Mycobacterium leprae, lepromatous leprosy, tuberculoid leprosy, differential diagnosis. There were some pigmented tubeerculoide on the distal third of the hard palate; the rest of the mucosa showed a normal appearance Figures 2 and 3. Correlation of oral surface temperatures and the lesions of leprosy. Although the position of a given patient on this spectrum is relatively stable the le;ra response which characterises tuberculoid leprosy may deteriorate in untreated patients, especially in those who suffer malnutrition tubeerculoide other infections Dermatol Rev Mex ; Evolution of the disease: Andersen JG, Manchester K.

He suffered from protein-energy malnutrition. Lepromatous leprosy usually begins in the form of chronic rhinitis. The differential diagnosis includes systemic lupus erythematosus, sarcoidosis, cutaneous leishmaniasis and other skin diseases, tertiary syphilis, cicatricial pemphigoid, lethal midline granuloma, lymphomas, systemic mycosis, traumatic lesions and malignant neoplasias, as well as peripheral nerve pathology such as syringomyelia, among other disorders 2,6.

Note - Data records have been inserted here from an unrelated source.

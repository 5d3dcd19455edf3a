//! Accounts and their roles.
//!
//! Administrators carry a chain address; plain users never do. Addresses are normalized
//! here before anything is sent, so a role change and its address travel together.

use std::sync::Arc;

use certx_providers::{
    common_models::{
        audit::AuditAction,
        non_blank,
        user::{normalize_address, User, UserId, UserRole, UserValidationError},
    },
    registry::{
        error::RegistryError,
        model::{CreateUserRequest, UpdateUserRequest},
        RegistryClient,
    },
    session::Session,
};
use serde_json::json;

use crate::{
    model::{CreateUserInput, UpdateUserInput},
    service::{ensure_administrator, error::ServiceError, Auditor},
};


pub struct UserService {
    registry: Arc<dyn RegistryClient>,
    auditor: Auditor,
}

impl UserService {
    pub(crate) fn new(registry: Arc<dyn RegistryClient>, auditor: Auditor) -> Self {
        Self { registry, auditor }
    }

    pub async fn get_user(
        &self,
        session: &Session,
        id: &UserId,
    ) -> Result<Option<User>, ServiceError> {
        Ok(self.registry.get_user(session, id).await?)
    }

    pub async fn create_user(
        &self,
        session: &Session,
        input: CreateUserInput,
    ) -> Result<User, ServiceError> {
        let details = json!({
            "email": input.email.trim(),
            "role": input.role,
        });
        let result = self.create_user_inner(session, input).await;

        self.finish(
            session,
            AuditAction::UserCreate,
            "user".to_owned(),
            details,
            result,
        )
        .await
    }

    /// Changing the role re-checks the address against the new role; demoting to `USER`
    /// clears it.
    pub async fn update_user(
        &self,
        session: &Session,
        id: &UserId,
        input: UpdateUserInput,
    ) -> Result<User, ServiceError> {
        let details = json!({
            "role": input.role,
            "enabled": input.enabled,
        });
        let result = self.update_user_inner(session, id, input).await;

        self.finish(
            session,
            AuditAction::UserUpdate,
            format!("user/{id}"),
            details,
            result,
        )
        .await
    }

    async fn finish<T>(
        &self,
        session: &Session,
        action: AuditAction,
        resource: String,
        details: serde_json::Value,
        result: Result<T, ServiceError>,
    ) -> Result<T, ServiceError> {
        self.auditor
            .record(session, action, resource.to_owned(), details, &result)
            .await;

        if let Err(error) = &result {
            tracing::debug!(%action, %resource, %error, "user update failed");
        }

        result
    }

    async fn create_user_inner(
        &self,
        session: &Session,
        input: CreateUserInput,
    ) -> Result<User, ServiceError> {
        ensure_administrator(session)?;
        ensure_may_grant(session, input.role)?;

        let email = non_blank(Some(input.email.as_str()))
            .ok_or(UserValidationError::MissingField("email"))?;
        let name = non_blank(Some(input.name.as_str()))
            .ok_or(UserValidationError::MissingField("name"))?;
        let address = normalize_address(input.role, input.address.as_deref())?;

        Ok(self
            .registry
            .create_user(
                session,
                CreateUserRequest {
                    email: email.to_owned(),
                    name: name.to_owned(),
                    address,
                    role: input.role,
                },
            )
            .await?)
    }

    async fn update_user_inner(
        &self,
        session: &Session,
        id: &UserId,
        input: UpdateUserInput,
    ) -> Result<User, ServiceError> {
        ensure_administrator(session)?;
        if let Some(role) = input.role {
            ensure_may_grant(session, role)?;
        }

        let name = input
            .name
            .as_deref()
            .map(|name| {
                non_blank(Some(name))
                    .map(str::to_owned)
                    .ok_or(UserValidationError::MissingField("name"))
            })
            .transpose()?;

        let address = if input.role.is_some() || input.address.is_some() {
            let current = self
                .registry
                .get_user(session, id)
                .await?
                .ok_or_else(|| RegistryError::NotFound(format!("User `{id}` not found")))?;
            let role = input.role.unwrap_or(current.role);
            let address = input.address.as_deref().or(current.address.as_deref());

            Some(normalize_address(role, address)?)
        } else {
            None
        };

        Ok(self
            .registry
            .update_user(
                session,
                id,
                UpdateUserRequest {
                    name,
                    address,
                    role: input.role,
                    enabled: input.enabled,
                },
            )
            .await?)
    }
}

fn ensure_may_grant(session: &Session, role: UserRole) -> Result<(), ServiceError> {
    if role.is_administrative() && session.user.role != UserRole::SuperAdmin {
        return Err(ServiceError::Forbidden(format!(
            "Only a super admin may grant role `{role}`"
        )));
    }

    Ok(())
}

This loss of maxillary bone structures and teeth constitutes another characteristic facial alteration in leprosy 4which in the case of our patient contributed to the leonine appearance of the lip Tubberculoide 2.

Studying by a new thecnics, which he baptised before as “Lleras’ method”, the scarching of the agent of leprosy in tuberculoid cases, by examination of sub-corium lymph obtained from the lesion, he discovered new forms of the Hansen bacillus, which describes briefly, arriving at the following conclusions: Reproducido en Rev Leprol Fontilles ; Therefore, it seemed of interest to review the topic by means of a highly representative clinical case.